◆ WHAT YOU HAVE TO DO
Search each line below for the word "region" and list those that contain it.

◆ EXCERPTED RECORDS
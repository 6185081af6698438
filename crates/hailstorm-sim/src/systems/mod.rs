//! The systems that run over subscribed pools each tick.
//!
//! Systems are the only code that touches pool data. Each one partitions its
//! subscribed pools into named groups by structural predicate and walks
//! those groups during its own update. Execution order is configured on the
//! `SystemManager`, never inferred.

pub mod cleanup;
pub mod creation;
pub mod destruction;
pub mod draw;
pub mod movement;
pub mod player;
pub mod spawner;

use crate::space::ObjectManager;

/// Register the engine's core systems in their default update order:
/// activation first, then simulation, then spawn staging, then cleanup
/// marking, then compaction. Draw and player systems take injected
/// collaborators and are registered separately.
pub fn install_core_systems(objects: &mut ObjectManager) {
    let systems = objects.systems_mut();
    systems.register("Creation", Box::new(creation::CreationSystem::new()));
    systems.register("Movement", Box::new(movement::MovementSystem::new()));
    systems.register("Spawner", Box::new(spawner::SpawnerSystem::new()));
    systems.register("Cleanup", Box::new(cleanup::CleanupSystem::new()));
    systems.register("Destruction", Box::new(destruction::DestructionSystem::new()));
    systems.set_update_order(&["Creation", "Movement", "Spawner", "Cleanup", "Destruction"]);
}
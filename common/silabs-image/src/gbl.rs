// Licensed under the Apache-2.0 license

//! Gecko Bootloader (GBL) images.
//!
//! A GBL image is a sequence of `tag:u32, len:u32` records, all little-endian.
//! The first record is the image header; the scan ends at the end tag.

use log::{debug, trace};
use num_derive::{FromPrimitive, ToPrimitive};
use num_traits::FromPrimitive;
use serde::Serialize;
use zerocopy::byteorder::{LittleEndian, U32};
use zerocopy::{FromBytes, Immutable, IntoBytes, KnownLayout, Unaligned};

use crate::checksum;
use crate::codec::{read_fixed, slice_at, LengthRule};
use crate::config::GblOptions;
use crate::error::{HeaderFault, ImageError, ImageResult, RecordFault};
use crate::ImageFormat;

pub const GBL_TAG_HEADER: u32 = 0x03a6_17eb;

/// Width of the `tag:u32, len:u32` prefix of every record.
pub const GBL_TAG_HEADER_LEN: usize = core::mem::size_of::<GblTagHeader>();

/// Header `image_type` flag: payload is AES-CCM encrypted.
pub const GBL_TYPE_ENCRYPTION_AESCCM: u32 = 0x0000_0001;
/// Header `image_type` flag: image carries an ECDSA-P256 signature.
pub const GBL_TYPE_SIGNATURE_ECDSA: u32 = 0x0000_0100;

const GBL_HEADER_MIN_LEN: usize = 8;

#[derive(Debug, Clone, Copy, PartialEq, Eq, FromPrimitive, ToPrimitive, Serialize)]
#[repr(u32)]
pub enum GblTag {
    Header = 0x03a6_17eb,
    Application = 0xf40a_0af4,
    Bootloader = 0xf509_09f5,
    SeUpgrade = 0x5ea6_17eb,
    Metadata = 0xf608_08f6,
    Prog = 0xfe01_01fe,
    EraseProg = 0xfd03_03fd,
    End = 0xfc04_04fc,
    EncHeader = 0xfb05_05fb,
    EncInit = 0xfa06_06fa,
    EncEblData = 0xf907_07f9,
    EncMac = 0xf709_09f7,
    SignatureEcdsaP256 = 0xf70a_0af7,
    CertificateEcdsaP256 = 0xf30b_0bf3,
}

impl GblTag {
    fn length_rule(self) -> LengthRule {
        match self {
            GblTag::End => LengthRule::Exact(core::mem::size_of::<GblEndFixed>()),
            GblTag::EncHeader => LengthRule::Exact(core::mem::size_of::<GblEncHeaderFixed>()),
            GblTag::EncInit => LengthRule::Exact(core::mem::size_of::<GblEncInitFixed>()),
            GblTag::EncMac => LengthRule::Exact(core::mem::size_of::<GblEncMacFixed>()),
            GblTag::SignatureEcdsaP256 => {
                LengthRule::Exact(core::mem::size_of::<GblSignatureFixed>())
            }
            _ => LengthRule::Any,
        }
    }
}

#[repr(C)]
#[derive(Debug, FromBytes, IntoBytes, Immutable, KnownLayout, Unaligned)]
pub struct GblTagHeader {
    pub tag: U32<LittleEndian>,
    pub len: U32<LittleEndian>,
}

#[repr(C)]
#[derive(Debug, FromBytes, IntoBytes, Immutable, KnownLayout, Unaligned)]
pub struct GblHeaderFixed {
    pub tag: U32<LittleEndian>,
    pub len: U32<LittleEndian>,
    pub version: U32<LittleEndian>,
    pub image_type: U32<LittleEndian>,
}

#[repr(C)]
#[derive(Debug, FromBytes, IntoBytes, Immutable, KnownLayout, Unaligned)]
pub struct GblApplicationFixed {
    pub app_type: U32<LittleEndian>,
    pub version: U32<LittleEndian>,
    pub capabilities: U32<LittleEndian>,
}

#[repr(C)]
#[derive(Debug, FromBytes, IntoBytes, Immutable, KnownLayout, Unaligned)]
pub struct GblBootloaderFixed {
    pub bootloader_version: U32<LittleEndian>,
    pub address: U32<LittleEndian>,
}

#[repr(C)]
#[derive(Debug, FromBytes, IntoBytes, Immutable, KnownLayout, Unaligned)]
pub struct GblSeUpgradeFixed {
    pub blob_size: U32<LittleEndian>,
    pub version: U32<LittleEndian>,
}

#[repr(C)]
#[derive(Debug, FromBytes, IntoBytes, Immutable, KnownLayout, Unaligned)]
pub struct GblProgFixed {
    pub flash_start_address: U32<LittleEndian>,
}

#[repr(C)]
#[derive(Debug, FromBytes, IntoBytes, Immutable, KnownLayout, Unaligned)]
pub struct GblEndFixed {
    pub crc: U32<LittleEndian>,
}

#[repr(C)]
#[derive(Debug, FromBytes, IntoBytes, Immutable, KnownLayout, Unaligned)]
pub struct GblEncHeaderFixed {
    pub version: U32<LittleEndian>,
    pub magic_word: U32<LittleEndian>,
    pub encryption_type: U32<LittleEndian>,
}

#[repr(C)]
#[derive(Debug, FromBytes, IntoBytes, Immutable, KnownLayout, Unaligned)]
pub struct GblEncInitFixed {
    pub msg_len: U32<LittleEndian>,
    pub nonce: [u8; 12],
}
// Licensed under the Apache-2.0 license

use crc::{Crc, CRC_32_ISO_HDLC};

use crate::error::{ImageError, ImageResult};

/// CRC-32 of any region that ends with its own little-endian CRC-32.
///
/// Both EBL and GBL images are generated so that the bytes from the start of
/// the image through the end tag reduce to this value.
pub const VALID_IMAGE_CRC32: u32 = 0x2144_df1c;

const IMAGE_CRC: Crc<u32> = Crc::<u32>::new(&CRC_32_ISO_HDLC);

/// Reflected CRC-32 (poly 0xEDB88320, init and xorout all-ones).
pub fn crc32(data: &[u8]) -> u32 {
    IMAGE_CRC.checksum(data)
}

/// Checks that `region` carries a valid trailing CRC-32.
pub fn verify_residue(region: &[u8]) -> ImageResult<()> {
    let actual = crc32(region);
    if actual != VALID_IMAGE_CRC32 {
        return Err(ImageError::ChecksumMismatch {
            expected: VALID_IMAGE_CRC32,
            actual,
        });
    }
    Ok(())
}
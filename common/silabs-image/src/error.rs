// Licensed under the Apache-2.0 license

use thiserror::Error;

use crate::ImageFormat;

pub type ImageResult<T> = Result<T, ImageError>;

#[derive(Error, Debug, Clone, PartialEq, Eq)]
pub enum ImageError {
    #[error("Unrecognized image format ({len} bytes)")]
    UnrecognizedFormat { len: usize },
    #[error("Malformed {format} header: {fault}")]
    MalformedHeader {
        format: ImageFormat,
        fault: HeaderFault,
    },
    #[error("Malformed {format} record at offset {offset}: {fault}")]
    MalformedRecord {
        format: ImageFormat,
        offset: usize,
        fault: RecordFault,
    },
    #[error("Truncated {format} image: no end tag before offset {offset}")]
    TruncatedContainer { format: ImageFormat, offset: usize },
    #[error("Image CRC-32 is invalid (expected 0x{expected:08x}, computed 0x{actual:08x})")]
    ChecksumMismatch { expected: u32, actual: u32 },
    #[error("Invalid {format} trailing data: {fault}")]
    TrailingDataInvalid {
        format: ImageFormat,
        fault: TrailingFault,
    },
}

#[derive(Error, Debug, Clone, PartialEq, Eq)]
pub enum HeaderFault {
    #[error("header needs at least {needed} bytes, but buffer only has {available}")]
    TooShort { needed: usize, available: usize },
    #[error("unknown header tag 0x{0:x}")]
    UnknownTag(u32),
    #[error("failed signature check (expected 0x{expected:04x}, found 0x{found:04x})")]
    BadSignature { expected: u16, found: u16 },
    #[error("incorrect header length (expected {expected}, found {found})")]
    LengthMismatch { expected: usize, found: usize },
    #[error("header length {found} is below the minimum of {min}")]
    LengthTooSmall { min: usize, found: usize },
}

#[derive(Error, Debug, Clone, PartialEq, Eq)]
pub enum RecordFault {
    #[error("unknown tag 0x{0:x}")]
    UnknownTag(u32),
    #[error("tag 0x{tag:x} declares {declared} bytes but only {available} remain")]
    Overrun {
        tag: u32,
        declared: usize,
        available: usize,
    },
    #[error("tag 0x{tag:x} length should be {expected}, but was {actual}")]
    LengthMismatch {
        tag: u32,
        expected: usize,
        actual: usize,
    },
    #[error("tag 0x{tag:x} needs at least {min} bytes, but was {actual}")]
    LengthTooSmall { tag: u32, min: usize, actual: usize },
    #[error("tag 0x{tag:x} length should be between {min} and {max}, but was {actual}")]
    LengthOutOfRange {
        tag: u32,
        min: usize,
        max: usize,
        actual: usize,
    },
}

#[derive(Error, Debug, Clone, PartialEq, Eq)]
pub enum TrailingFault {
    #[error("padding byte 0x{found:02x} at offset {offset} (expected 0x{expected:02x})")]
    BadPadding {
        offset: usize,
        expected: u8,
        found: u8,
    },
    #[error("{remaining} unexpected bytes after offset {offset}")]
    NotEmpty { offset: usize, remaining: usize },
}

◆ RESPONSE
/// CRC-32 of any region that ends with its own little-endian CRC-32.
/// Checks that `region` carries a valid trailing CRC-32.
pub fn verify_residue(region: &[u8]) -> ImageResult<()> {
    let actual = crc32(region);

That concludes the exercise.